ANOTHER use for synchrotron rays was highlighted last month when a group at the University of Wisconsin announced that they had made the world's smallest metal gears -- only slightly wider than the thickness of a human hair.
The project employed the same kind of lithography used to etch the super-thin circuit lines on computer chips: Electromagnetic rays are projected through a patterned mask onto a surface covered with a "photoresist." Where the beams strike the surface, they alter the chemistry of the resist, making it easy to wash away with a solvent. The shadowed sections remain, leaving the mask pattern etched into the surface.

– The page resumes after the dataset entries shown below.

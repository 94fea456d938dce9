//! Environment-driven configuration.
//!
//! All settings are read from the process environment once at startup and
//! collected into an explicit [`Config`] struct that is passed by reference
//! into the pipeline and server — there is no ambient global state. A
//! missing required key fails the whole process with
//! [`Error::Configuration`](crate::error::Error::Configuration), not per
//! request.

use std::env;

use crate::error::{Error, Result};

/// Top-level application configuration.
#[derive(Debug, Clone)]
pub struct Config {
    pub provider: ProviderConfig,
    pub chunking: ChunkingConfig,
    pub retrieval: RetrievalConfig,
    pub tracing: TracingConfig,
    pub server: ServerConfig,
}

/// External model provider settings (one OpenAI-compatible endpoint is
/// used for both chat completions and embeddings).
#[derive(Debug, Clone)]
pub struct ProviderConfig {
    /// Bearer token for the provider API. Required.
    pub api_key: String,
    /// Base URL of the OpenAI-compatible API.
    pub api_base: String,
    /// Generation model name (e.g. `gemma2-9b-it`).
    pub chat_model: String,
    /// Embedding model name.
    pub embedding_model: String,
    /// Embedding vector dimensionality for the configured model.
    pub embedding_dims: usize,
    /// Timeout applied to every external model call, in seconds.
    pub timeout_secs: u64,
}

/// Text chunking parameters.
#[derive(Debug, Clone)]
pub struct ChunkingConfig {
    /// Atomic-unit separator the text is split on before packing.
    pub separator: String,
    /// Target chunk size in characters.
    pub chunk_size: usize,
    /// Characters of the previous chunk re-included at the start of the next.
    pub chunk_overlap: usize,
}

/// Retrieval parameters.
#[derive(Debug, Clone)]
pub struct RetrievalConfig {
    /// Number of chunks returned by nearest-neighbor retrieval.
    pub top_k: usize,
}

/// Observability settings.
#[derive(Debug, Clone)]
pub struct TracingConfig {
    /// Turns on call tracing for pipeline requests.
    pub enabled: bool,
    /// Label attached to traces when tracing is enabled.
    pub project: String,
}

#[derive(Debug, Clone)]
pub struct ServerConfig {
    pub bind: String,
}

const DEFAULT_API_BASE: &str = "https://api.groq.com/openai/v1";
const DEFAULT_CHAT_MODEL: &str = "gemma2-9b-it";
const DEFAULT_EMBEDDING_MODEL: &str = "text-embedding-3-small";
const DEFAULT_EMBEDDING_DIMS: usize = 1536;
const DEFAULT_CHUNK_SIZE: usize = 800;
const DEFAULT_CHUNK_OVERLAP: usize = 200;
const DEFAULT_TOP_K: usize = 4;
const DEFAULT_TIMEOUT_SECS: u64 = 30;
const DEFAULT_BIND: &str = "127.0.0.1:7410";

impl Config {
    /// Build a configuration from the process environment.
    ///
    /// `ASKDOC_API_KEY` (or the legacy `GROQ_API_KEY`) is required; every
    /// other key has a default. Numeric values that fail to parse and
    /// parameter combinations that cannot work (overlap ≥ chunk size,
    /// `top_k` of zero) are configuration errors.
    pub fn from_env() -> Result<Self> {
        let api_key = env::var("ASKDOC_API_KEY")
            .or_else(|_| env::var("GROQ_API_KEY"))
            .map_err(|_| {
                Error::Configuration(
                    "ASKDOC_API_KEY (or GROQ_API_KEY) environment variable not set".to_string(),
                )
            })?;

        let config = Config {
            provider: ProviderConfig {
                api_key,
                api_base: var_or("ASKDOC_API_BASE", DEFAULT_API_BASE),
                chat_model: var_or("ASKDOC_CHAT_MODEL", DEFAULT_CHAT_MODEL),
                embedding_model: var_or("ASKDOC_EMBEDDING_MODEL", DEFAULT_EMBEDDING_MODEL),
                embedding_dims: parse_var("ASKDOC_EMBEDDING_DIMS", DEFAULT_EMBEDDING_DIMS)?,
                timeout_secs: parse_var("ASKDOC_TIMEOUT_SECS", DEFAULT_TIMEOUT_SECS)?,
            },
            chunking: ChunkingConfig {
                separator: var_or("ASKDOC_CHUNK_SEPARATOR", "\n"),
                chunk_size: parse_var("ASKDOC_CHUNK_SIZE", DEFAULT_CHUNK_SIZE)?,
                chunk_overlap: parse_var("ASKDOC_CHUNK_OVERLAP", DEFAULT_CHUNK_OVERLAP)?,
            },
            retrieval: RetrievalConfig {
                top_k: parse_var("ASKDOC_TOP_K", DEFAULT_TOP_K)?,
            },
            tracing: TracingConfig {
                enabled: flag_var("ASKDOC_TRACING"),
                project: var_or("ASKDOC_TRACING_PROJECT", "askdoc"),
            },
            server: ServerConfig {
                bind: var_or("ASKDOC_BIND", DEFAULT_BIND),
            },
        };

        config.validate()?;
        Ok(config)
    }

    fn validate(&self) -> Result<()> {
        if self.chunking.chunk_size == 0 {
            return Err(Error::Configuration(
                "ASKDOC_CHUNK_SIZE must be > 0".to_string(),
            ));
        }
        if self.chunking.chunk_overlap >= self.chunking.chunk_size {
            return Err(Error::Configuration(
                "ASKDOC_CHUNK_OVERLAP must be smaller than ASKDOC_CHUNK_SIZE".to_string(),
            ));
        }
        if self.retrieval.top_k < 1 {
            return Err(Error::Configuration(
                "ASKDOC_TOP_K must be >= 1".to_string(),
            ));
        }
        if self.provider.embedding_dims == 0 {
            return Err(Error::Configuration(
                "ASKDOC_EMBEDDING_DIMS must be > 0".to_string(),
            ));
        }
        Ok(())
    }
}

fn var_or(key: &str, default: &str) -> String {
    env::var(key).unwrap_or_else(|_| default.to_string())
}

fn flag_var(key: &str) -> bool {
    matches!(
        env::var(key).unwrap_or_default().to_lowercase().as_str(),
        "1" | "true" | "yes" | "on"
    )
}

fn parse_var<T: std::str::FromStr>(key: &str, default: T) -> Result<T> {
    match env::var(key) {
        Ok(raw) => raw
            .trim()
            .parse()
            .map_err(|_| Error::Configuration(format!("{} has an invalid value: {}", key, raw))),
        Err(_) => Ok(default),
    }
}

#[cfg(test)]
mod tests {
    use super::*;

    // Environment mutation is process-global, so everything lives in one
    // test to avoid interference between parallel test threads.
    #[test]
    fn from_env_requires_key_and_applies_defaults() {
        env::remove_var("ASKDOC_API_KEY");
        env::remove_var("GROQ_API_KEY");
        let err = Config::from_env().unwrap_err();
        assert!(matches!(err, Error::Configuration(_)));

        env::set_var("ASKDOC_API_KEY", "test-key");
        let config = Config::from_env().unwrap();
        assert_eq!(config.chunking.chunk_size, 800);
        assert_eq!(config.chunking.chunk_overlap, 200);
        assert_eq!(config.chunking.separator, "\n");
        assert_eq!(config.retrieval.top_k, 4);
        assert!(!config.tracing.enabled);

        env::set_var("ASKDOC_CHUNK_OVERLAP", "800");
        assert!(matches!(
            Config::from_env().unwrap_err(),
            Error::Configuration(_)
        ));
        env::set_var("ASKDOC_CHUNK_OVERLAP", "not-a-number");
        assert!(matches!(
            Config::from_env().unwrap_err(),
            Error::Configuration(_)
        ));
        env::remove_var("ASKDOC_CHUNK_OVERLAP");

        env::set_var("ASKDOC_TRACING", "true");
        env::set_var("ASKDOC_TRACING_PROJECT", "pdf-qa");
        let config = Config::from_env().unwrap();
        assert!(config.tracing.enabled);
        assert_eq!(config.tracing.project, "pdf-qa");

        env::remove_var("ASKDOC_TRACING");
        env::remove_var("ASKDOC_TRACING_PROJECT");
        env::remove_var("ASKDOC_API_KEY");
    }
}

Conventional microchip lithography employs comparatively weak forms of ultraviolet light (and more recently, X-rays) that penetrate only a very short distance into the resist. But the Wisconsin team used a synchrotron to generate the high-energy X-rays needed to etch the resist layer much deeper than is common. They then filled the grooves with relatively hefty layers of nickel -- about one-fourth the thickness of a human hair -- with center holes about 50 millionths of a meter wide. Similarly tiny gears have been made before of silicon. But the strength of metal is needed for many expected applications, including tiny "roto-rooters" for blood-vessel surgery, miniature pressure sensors and accelerometers, "microknives" designed to cut a single fertilized egg in half and ultra-precise gear clusters for satellites.
"If you drive something that small," says Edward Lovell of the UW team, "it requires only trivial amounts of power and might run for years in a spacecraft." Moreover, "these gears can rotate very fast -- hundreds of thousands of revolutions per minute -- with little or no lubricant" because their mass is so slight.